Cooperative binding of calcium ions modulates the tertiary structure and catalytic activity of Matrix-Metalloproteinase-9

To ascertain the molecular basis of Ca2+-mediated activation of matrix metalloproteinase-9 (MMP-9), we determined the accessibility of tryptophan residues to externally added acrylamide as quencher in the absence and presence of the metal ion. The steady-state and time resolved fluorescence data revealed that MMP-9 possesses two classes of tryptophan residues, “exposed” and “buried” which are quenched by the collisional rate constants (kq) of 3.2′ 109M-1.s-1 and 7.5′ 108M-1.s-1, respectively.
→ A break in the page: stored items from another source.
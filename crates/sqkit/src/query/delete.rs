//! DELETE builder.

use crate::cte::{Cte, append_with_sql};
use crate::error::{SqError, SqResult};
use crate::field::{Field, IntoField, TableInfo};
use crate::predicate::{Predicate, VariadicPredicate};
use crate::query::{SqlStatement, StatementId, StatementKind, append_fields_sql};
use crate::render::Renderer;

/// DELETE statement builder.
///
/// # Safety
/// A DELETE without WHERE conditions fails to render. Call
/// `allow_delete_all(true)` to delete every row on purpose.
#[derive(Debug, Clone, PartialEq)]
#[must_use]
pub struct DeleteQuery {
    pub(crate) ctes: Vec<Cte>,
    pub(crate) table: TableInfo,
    pub(crate) where_: VariadicPredicate,
    pub(crate) returning: Vec<Field>,
    pub(crate) allow_delete_all: bool,
}

impl DeleteQuery {
    pub fn new(table: TableInfo) -> Self {
        Self {
            ctes: Vec::new(),
            table,
            where_: VariadicPredicate::default(),
            returning: Vec::new(),
            allow_delete_all: false,
        }
    }

    pub fn with<I>(mut self, ctes: I) -> Self
    where
        I: IntoIterator,
        I::Item: Into<Cte>,
    {
        self.ctes.extend(ctes.into_iter().map(Into::into));
        self
    }

    /// Allow a DELETE without WHERE conditions.
    pub fn allow_delete_all(mut self, allow: bool) -> Self {
        self.allow_delete_all = allow;
        self
    }

    pub fn where_(mut self, predicates: impl IntoIterator<Item = Predicate>) -> Self {
        self.where_.predicates.extend(predicates);
        self
    }

    pub fn returning<I>(mut self, fields: I) -> Self
    where
        I: IntoIterator,
        I::Item: IntoField,
    {
        self.returning
            .extend(fields.into_iter().map(IntoField::into_field));
        self
    }

    fn node(&self) -> String {
        format!("DELETE FROM `{}`", self.table.name)
    }
}

impl SqlStatement for DeleteQuery {
    fn append_sql(&self, r: &mut Renderer) -> SqResult<()> {
        if self.where_.is_empty() && !self.allow_delete_all {
            return Err(SqError::render(
                self.node(),
                "no WHERE conditions; call allow_delete_all(true) to delete every row",
            ));
        }
        let dialect = r.dialect();
        if !self.returning.is_empty() && !dialect.supports_returning() {
            return Err(SqError::render(
                self.node(),
                format!("{dialect} does not support RETURNING"),
            ));
        }

        append_with_sql(&self.ctes, r)?;
        r.push("DELETE FROM ");
        self.table.append_sql(r)?;
        if !self.where_.is_empty() {
            r.push(" WHERE ");
            self.where_.append_toplevel_sql(r, &[])?;
        }
        if !self.returning.is_empty() {
            r.push(" RETURNING ");
            append_fields_sql(&self.returning, r, &[self.table.qualifier()])?;
        }
        Ok(())
    }

    fn statement_id(&self) -> StatementId {
        StatementId::new(StatementKind::Delete, Some(&self.table.name))
    }

    fn returns_rows(&self) -> bool {
        !self.returning.is_empty()
    }

    fn projection_len(&self) -> Option<usize> {
        (!self.returning.is_empty()).then_some(self.returning.len())
    }
}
These values are impaired by approximately two and three-fold, respectively, in the presence of 10 mM Ca2+. The Stern-Volmer constants (Ksv values) predicted from the time resolved fluorescence data (in the absence of Ca2+ ) satisfied the dynamic quenching model of the enzyme’s tryptophan residues. This was not the case in the presence of Ca2+ ; the steady-state acrylamide quenching data could only be explained by a combination of “dynamic” and “static” quenching models. A cumulative account of these data led to the suggestion that the binding of Ca2+ modulated the tertiary structure of the protein by decreasing the dynamic flexibility of the enzyme, which is manifested in further structuring of the enzyme’s active site pocket toward facilitating catalysis. Arguments are presented that the binding of Ca2+ at distal sites “dynamically” communicates with the active site residues of MMP-9 during catalysis.